• _WHAT TO WORK ON_:
Lines to return, exactly: from the line with "driver.run(data, fonts).unwrap()" to the line with "let style: Vec<_>" in the entries below, both included.

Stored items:
Content starts
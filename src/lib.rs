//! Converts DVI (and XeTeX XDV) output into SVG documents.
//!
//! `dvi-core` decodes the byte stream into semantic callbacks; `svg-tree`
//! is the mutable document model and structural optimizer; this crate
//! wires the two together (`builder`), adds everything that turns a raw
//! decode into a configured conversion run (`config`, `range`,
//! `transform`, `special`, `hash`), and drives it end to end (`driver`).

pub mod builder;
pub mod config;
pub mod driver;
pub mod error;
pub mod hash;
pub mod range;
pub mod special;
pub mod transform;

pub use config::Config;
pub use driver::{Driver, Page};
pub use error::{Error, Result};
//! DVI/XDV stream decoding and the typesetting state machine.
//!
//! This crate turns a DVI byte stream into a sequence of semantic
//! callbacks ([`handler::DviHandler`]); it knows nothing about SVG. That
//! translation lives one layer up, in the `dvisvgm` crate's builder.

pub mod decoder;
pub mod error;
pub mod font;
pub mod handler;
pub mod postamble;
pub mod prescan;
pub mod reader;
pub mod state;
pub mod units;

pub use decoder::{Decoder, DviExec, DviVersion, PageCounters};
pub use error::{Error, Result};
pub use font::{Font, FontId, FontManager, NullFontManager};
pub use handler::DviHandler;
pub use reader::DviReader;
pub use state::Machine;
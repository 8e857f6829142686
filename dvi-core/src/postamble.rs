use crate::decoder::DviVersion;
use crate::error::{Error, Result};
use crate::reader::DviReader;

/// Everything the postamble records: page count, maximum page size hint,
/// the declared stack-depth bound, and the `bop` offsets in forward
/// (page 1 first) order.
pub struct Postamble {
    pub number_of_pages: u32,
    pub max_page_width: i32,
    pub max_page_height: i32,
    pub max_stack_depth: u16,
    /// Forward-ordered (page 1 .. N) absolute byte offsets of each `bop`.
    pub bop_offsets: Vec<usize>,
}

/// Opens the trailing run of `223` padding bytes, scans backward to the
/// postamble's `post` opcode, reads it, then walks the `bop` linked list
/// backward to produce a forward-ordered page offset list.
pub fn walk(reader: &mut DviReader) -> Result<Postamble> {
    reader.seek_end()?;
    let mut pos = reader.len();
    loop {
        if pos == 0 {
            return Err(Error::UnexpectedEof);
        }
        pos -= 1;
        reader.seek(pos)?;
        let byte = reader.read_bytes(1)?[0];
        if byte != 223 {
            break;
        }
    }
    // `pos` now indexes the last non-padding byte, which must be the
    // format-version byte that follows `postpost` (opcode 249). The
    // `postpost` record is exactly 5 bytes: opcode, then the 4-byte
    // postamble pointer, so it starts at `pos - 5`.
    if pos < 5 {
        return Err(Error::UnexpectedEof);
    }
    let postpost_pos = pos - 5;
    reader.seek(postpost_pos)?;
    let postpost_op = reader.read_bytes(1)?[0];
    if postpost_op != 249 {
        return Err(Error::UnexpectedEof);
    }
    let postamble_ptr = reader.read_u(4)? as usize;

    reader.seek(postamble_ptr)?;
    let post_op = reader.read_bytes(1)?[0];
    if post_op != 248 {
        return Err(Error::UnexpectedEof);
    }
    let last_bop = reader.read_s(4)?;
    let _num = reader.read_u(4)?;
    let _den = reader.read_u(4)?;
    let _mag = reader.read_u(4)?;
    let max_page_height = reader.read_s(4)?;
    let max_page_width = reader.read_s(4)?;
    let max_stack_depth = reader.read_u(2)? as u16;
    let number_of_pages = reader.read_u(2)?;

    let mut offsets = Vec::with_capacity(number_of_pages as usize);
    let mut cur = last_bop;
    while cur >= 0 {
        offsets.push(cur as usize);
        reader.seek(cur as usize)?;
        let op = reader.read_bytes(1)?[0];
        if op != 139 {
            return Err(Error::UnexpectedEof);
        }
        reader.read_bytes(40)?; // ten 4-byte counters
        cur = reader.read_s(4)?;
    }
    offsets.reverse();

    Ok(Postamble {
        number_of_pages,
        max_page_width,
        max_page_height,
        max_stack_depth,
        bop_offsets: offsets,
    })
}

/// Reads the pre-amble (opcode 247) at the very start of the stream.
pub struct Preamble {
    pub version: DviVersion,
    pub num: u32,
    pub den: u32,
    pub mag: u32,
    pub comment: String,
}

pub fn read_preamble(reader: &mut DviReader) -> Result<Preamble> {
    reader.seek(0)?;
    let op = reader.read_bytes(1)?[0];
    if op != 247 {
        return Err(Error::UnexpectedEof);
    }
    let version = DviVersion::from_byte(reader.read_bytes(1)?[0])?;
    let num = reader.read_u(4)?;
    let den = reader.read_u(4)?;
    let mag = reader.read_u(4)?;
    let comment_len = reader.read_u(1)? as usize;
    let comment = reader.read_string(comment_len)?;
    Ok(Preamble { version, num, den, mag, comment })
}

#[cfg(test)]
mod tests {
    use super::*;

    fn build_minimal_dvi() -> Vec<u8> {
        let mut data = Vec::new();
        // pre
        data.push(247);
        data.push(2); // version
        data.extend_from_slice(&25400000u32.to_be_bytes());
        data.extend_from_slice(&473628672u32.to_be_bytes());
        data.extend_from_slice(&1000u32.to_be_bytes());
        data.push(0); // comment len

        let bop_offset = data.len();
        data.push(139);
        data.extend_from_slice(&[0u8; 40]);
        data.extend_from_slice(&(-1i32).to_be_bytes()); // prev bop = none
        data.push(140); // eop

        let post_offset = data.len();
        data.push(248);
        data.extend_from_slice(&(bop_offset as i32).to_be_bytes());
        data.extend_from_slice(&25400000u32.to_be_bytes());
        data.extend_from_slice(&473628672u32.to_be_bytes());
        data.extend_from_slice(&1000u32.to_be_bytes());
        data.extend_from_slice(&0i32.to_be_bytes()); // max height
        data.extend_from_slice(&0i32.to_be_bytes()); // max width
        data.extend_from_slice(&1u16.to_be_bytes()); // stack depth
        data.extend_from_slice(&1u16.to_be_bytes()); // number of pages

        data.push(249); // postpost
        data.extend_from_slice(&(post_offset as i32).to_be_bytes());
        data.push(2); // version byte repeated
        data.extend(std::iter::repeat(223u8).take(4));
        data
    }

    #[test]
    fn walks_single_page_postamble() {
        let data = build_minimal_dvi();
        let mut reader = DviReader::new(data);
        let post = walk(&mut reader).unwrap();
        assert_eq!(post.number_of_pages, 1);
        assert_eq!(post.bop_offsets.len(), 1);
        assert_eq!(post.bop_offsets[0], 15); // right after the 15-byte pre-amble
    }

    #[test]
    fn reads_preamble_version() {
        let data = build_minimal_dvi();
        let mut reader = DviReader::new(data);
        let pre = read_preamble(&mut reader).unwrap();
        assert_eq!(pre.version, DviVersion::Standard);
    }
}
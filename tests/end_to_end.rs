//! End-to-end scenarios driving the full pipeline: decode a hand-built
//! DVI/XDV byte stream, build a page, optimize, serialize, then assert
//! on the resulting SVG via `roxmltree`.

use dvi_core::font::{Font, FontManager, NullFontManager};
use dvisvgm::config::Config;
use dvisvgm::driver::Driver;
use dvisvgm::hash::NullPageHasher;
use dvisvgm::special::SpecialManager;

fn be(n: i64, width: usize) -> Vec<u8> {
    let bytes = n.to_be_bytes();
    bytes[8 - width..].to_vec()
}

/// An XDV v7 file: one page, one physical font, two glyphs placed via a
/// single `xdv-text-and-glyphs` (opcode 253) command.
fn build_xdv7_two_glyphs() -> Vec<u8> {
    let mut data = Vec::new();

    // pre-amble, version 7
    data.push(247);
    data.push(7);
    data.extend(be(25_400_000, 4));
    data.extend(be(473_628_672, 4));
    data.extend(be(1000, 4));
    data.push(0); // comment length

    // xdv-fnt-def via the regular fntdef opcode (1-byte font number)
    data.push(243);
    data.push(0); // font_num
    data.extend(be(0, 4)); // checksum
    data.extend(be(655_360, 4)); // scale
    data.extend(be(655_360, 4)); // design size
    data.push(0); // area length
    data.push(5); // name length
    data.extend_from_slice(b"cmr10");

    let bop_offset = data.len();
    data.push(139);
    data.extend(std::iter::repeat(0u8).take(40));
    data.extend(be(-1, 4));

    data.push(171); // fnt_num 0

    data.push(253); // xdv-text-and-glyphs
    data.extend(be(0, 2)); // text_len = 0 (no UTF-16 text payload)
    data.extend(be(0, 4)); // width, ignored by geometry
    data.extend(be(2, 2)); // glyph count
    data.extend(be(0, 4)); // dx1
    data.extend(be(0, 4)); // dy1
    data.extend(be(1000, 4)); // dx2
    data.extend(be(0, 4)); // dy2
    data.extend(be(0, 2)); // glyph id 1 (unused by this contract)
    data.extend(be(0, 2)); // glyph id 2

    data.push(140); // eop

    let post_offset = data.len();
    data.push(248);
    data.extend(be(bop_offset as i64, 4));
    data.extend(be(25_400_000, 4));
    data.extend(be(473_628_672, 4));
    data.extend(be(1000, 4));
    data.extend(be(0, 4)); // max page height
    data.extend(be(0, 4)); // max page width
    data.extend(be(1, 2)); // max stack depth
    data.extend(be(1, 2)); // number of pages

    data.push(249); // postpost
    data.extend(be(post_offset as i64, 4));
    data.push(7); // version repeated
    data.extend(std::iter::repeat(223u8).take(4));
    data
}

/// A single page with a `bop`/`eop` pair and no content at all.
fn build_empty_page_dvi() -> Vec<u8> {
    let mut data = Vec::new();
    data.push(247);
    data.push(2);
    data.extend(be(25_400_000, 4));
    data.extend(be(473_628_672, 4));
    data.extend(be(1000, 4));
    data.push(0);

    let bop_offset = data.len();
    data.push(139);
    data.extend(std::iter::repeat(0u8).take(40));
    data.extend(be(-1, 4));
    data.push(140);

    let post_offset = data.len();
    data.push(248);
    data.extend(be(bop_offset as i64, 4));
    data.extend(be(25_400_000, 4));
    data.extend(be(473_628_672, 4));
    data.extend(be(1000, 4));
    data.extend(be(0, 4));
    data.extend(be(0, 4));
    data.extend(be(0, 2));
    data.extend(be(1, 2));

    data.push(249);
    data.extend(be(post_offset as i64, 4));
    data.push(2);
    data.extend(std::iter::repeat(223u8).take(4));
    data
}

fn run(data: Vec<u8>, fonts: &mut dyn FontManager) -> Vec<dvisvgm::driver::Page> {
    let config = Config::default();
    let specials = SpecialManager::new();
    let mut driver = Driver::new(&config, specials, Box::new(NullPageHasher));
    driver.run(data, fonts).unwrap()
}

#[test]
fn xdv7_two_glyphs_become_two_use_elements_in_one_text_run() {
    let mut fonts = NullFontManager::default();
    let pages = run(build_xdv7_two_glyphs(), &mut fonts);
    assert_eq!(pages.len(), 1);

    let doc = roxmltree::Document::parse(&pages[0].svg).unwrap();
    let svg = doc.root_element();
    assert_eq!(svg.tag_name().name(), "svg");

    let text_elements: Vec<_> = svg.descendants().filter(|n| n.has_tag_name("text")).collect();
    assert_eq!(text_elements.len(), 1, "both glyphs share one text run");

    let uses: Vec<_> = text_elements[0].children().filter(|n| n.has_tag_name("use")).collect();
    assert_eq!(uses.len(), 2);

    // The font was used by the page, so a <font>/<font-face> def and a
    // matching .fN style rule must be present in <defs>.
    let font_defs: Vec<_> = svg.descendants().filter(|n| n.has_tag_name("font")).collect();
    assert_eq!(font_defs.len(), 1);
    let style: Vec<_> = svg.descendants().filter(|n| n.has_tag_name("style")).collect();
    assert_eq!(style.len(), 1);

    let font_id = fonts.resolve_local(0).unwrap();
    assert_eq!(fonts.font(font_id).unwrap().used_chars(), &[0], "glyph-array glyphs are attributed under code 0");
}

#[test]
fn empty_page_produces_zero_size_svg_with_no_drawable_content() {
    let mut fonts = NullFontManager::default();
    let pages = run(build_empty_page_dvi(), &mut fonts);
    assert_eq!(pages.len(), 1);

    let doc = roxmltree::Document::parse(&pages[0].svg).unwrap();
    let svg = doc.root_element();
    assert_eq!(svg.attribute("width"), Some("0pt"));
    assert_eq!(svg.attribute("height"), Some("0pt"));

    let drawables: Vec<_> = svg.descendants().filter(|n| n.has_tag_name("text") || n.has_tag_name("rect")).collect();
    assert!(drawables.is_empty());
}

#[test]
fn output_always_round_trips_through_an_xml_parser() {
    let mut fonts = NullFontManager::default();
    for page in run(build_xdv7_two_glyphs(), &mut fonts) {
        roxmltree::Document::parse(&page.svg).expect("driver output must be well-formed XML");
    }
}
Content ends
• _EXERCISE SOLUTION_:
    driver.run(data, fonts).unwrap()
}

#[test]
fn xdv7_two_glyphs_become_two_use_elements_in_one_text_run() {
    let mut fonts = NullFontManager::default();
    let pages = run(build_xdv7_two_glyphs(), &mut fonts);
    assert_eq!(pages.len(), 1);

    let doc = roxmltree::Document::parse(&pages[0].svg).unwrap();
    let svg = doc.root_element();
    assert_eq!(svg.tag_name().name(), "svg");

    let text_elements: Vec<_> = svg.descendants().filter(|n| n.has_tag_name("text")).collect();
    assert_eq!(text_elements.len(), 1, "both glyphs share one text run");

    let uses: Vec<_> = text_elements[0].children().filter(|n| n.has_tag_name("use")).collect();
    assert_eq!(uses.len(), 2);

    // The font was used by the page, so a <font>/<font-face> def and a
    // matching .fN style rule must be present in <defs>.
    let font_defs: Vec<_> = svg.descendants().filter(|n| n.has_tag_name("font")).collect();
    assert_eq!(font_defs.len(), 1);
    let style: Vec<_> = svg.descendants().filter(|n| n.has_tag_name("style")).collect();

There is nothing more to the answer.